» **WHAT IS BEING ASKED**:
Determine how many lines of the listing below include the string "ResolvedFileSet". Output the number and nothing more.

» **DATA**:
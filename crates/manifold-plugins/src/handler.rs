//! Language handler capability set.
//!
//! One `LanguageHandler` exists per language (and, where the language has
//! them, per subclass such as a notebook's programming language). Handlers
//! are stateless: every call receives the file tree or file set it works on
//! and creates its own resolution context.

use std::fmt;
use std::str::FromStr;

use serde::Serialize;

use manifold_core::config::ResolverConfig;
use manifold_core::dag::{ToolRow, WorkflowGraph};
use manifold_core::fileset::ResolvedFileSet;
use manifold_core::filetree::FileTree;
use manifold_core::metadata::DescriptorMetadata;
use manifold_core::validation::{ValidationKind, ValidationResult};
use manifold_core::{ManifoldError, ManifoldResult};

use crate::spec::HandlerSpec;

/// Dispatch key: language plus optional subclass.
///
/// Rendered as `language` or `language/subclass`, always lowercase.
#[derive(Debug, Clone, PartialEq, Eq, PartialOrd, Ord, Hash, Serialize)]
pub struct LanguageKey {
    pub language: String,
    pub subclass: Option<String>,
}

impl LanguageKey {
    pub fn new(language: impl Into<String>) -> Self {
        Self {
            language: language.into().to_ascii_lowercase(),
            subclass: None,
        }
    }

    pub fn with_subclass(language: impl Into<String>, subclass: impl Into<String>) -> Self {
        Self {
            language: language.into().to_ascii_lowercase(),
            subclass: Some(subclass.into().to_ascii_lowercase()),
        }
    }

    /// The same language without the subclass.
    pub fn base(&self) -> Self {
        Self::new(self.language.clone())
    }
}

impl fmt::Display for LanguageKey {
    fn fmt(&self, f: &mut fmt::Formatter<'_>) -> fmt::Result {
        match &self.subclass {
            Some(s) => write!(f, "{}/{}", self.language, s),
            None => f.write_str(&self.language),
        }
    }
}

impl FromStr for LanguageKey {
    type Err = ManifoldError;

    fn from_str(s: &str) -> Result<Self, Self::Err> {
        let s = s.trim();
        let (lang, sub) = match s.split_once(['/', ':']) {
            Some((l, sub)) => (l.trim(), Some(sub.trim())),
            None => (s, None),
        };
        if lang.is_empty() {
            return Err(ManifoldError::invalid_argument("language must not be empty"));
        }
        Ok(match sub {
            Some(sub) if !sub.is_empty() => Self::with_subclass(lang, sub),
            _ => Self::new(lang),
        })
    }
}

pub trait LanguageHandler: Send + Sync {
    /// Static description used by the registry.
    fn spec(&self) -> HandlerSpec;

    fn key(&self) -> LanguageKey {
        self.spec().key
    }

    /// Cheap sniff: does `content` look like a descriptor of this language?
    fn detect_validity(&self, content: &str) -> bool;

    /// Collect the closed file set reachable from `root`.
    fn resolve_imports(
        &self,
        tree: &dyn FileTree,
        root: &str,
        config: &ResolverConfig,
    ) -> ManifoldResult<ResolvedFileSet>;

    /// Authors and description of the primary descriptor.
    fn extract_metadata(&self, content: &str) -> ManifoldResult<DescriptorMetadata>;

    /// Task graph of a resolved set, or `None` when the language has none.
    fn build_graph(
        &self,
        files: &ResolvedFileSet,
        root: &str,
        config: &ResolverConfig,
    ) -> ManifoldResult<Option<WorkflowGraph>>;

    fn tools_table(
        &self,
        files: &ResolvedFileSet,
        root: &str,
        config: &ResolverConfig,
    ) -> ManifoldResult<Option<Vec<ToolRow>>> {
        Ok(self.build_graph(files, root, config)?.map(|g| g.tools_table()))
    }

    /// Structural checks of a resolved set as a workflow, tool or test
    /// parameter set.
    fn validate(&self, files: &ResolvedFileSet, primary: &str, kind: ValidationKind) -> ValidationResult;
}

#[cfg(test)]
mod tests {
    use super::*;

    #[test]
    fn keys_render_and_parse() {
        let k: LanguageKey = "Jupyter/Python".parse().unwrap();
        assert_eq!(k, LanguageKey::with_subclass("jupyter", "python"));
        assert_eq!(k.to_string(), "jupyter/python");
        assert_eq!(k.base(), LanguageKey::new("jupyter"));

        let k: LanguageKey = "cwl".parse().unwrap();
        assert_eq!(k.subclass, None);
        assert_eq!("notebook:r".parse::<LanguageKey>().unwrap().to_string(), "notebook/r");
        assert!("".parse::<LanguageKey>().is_err());
    }
}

» **SOLVED PROBLEM**:
5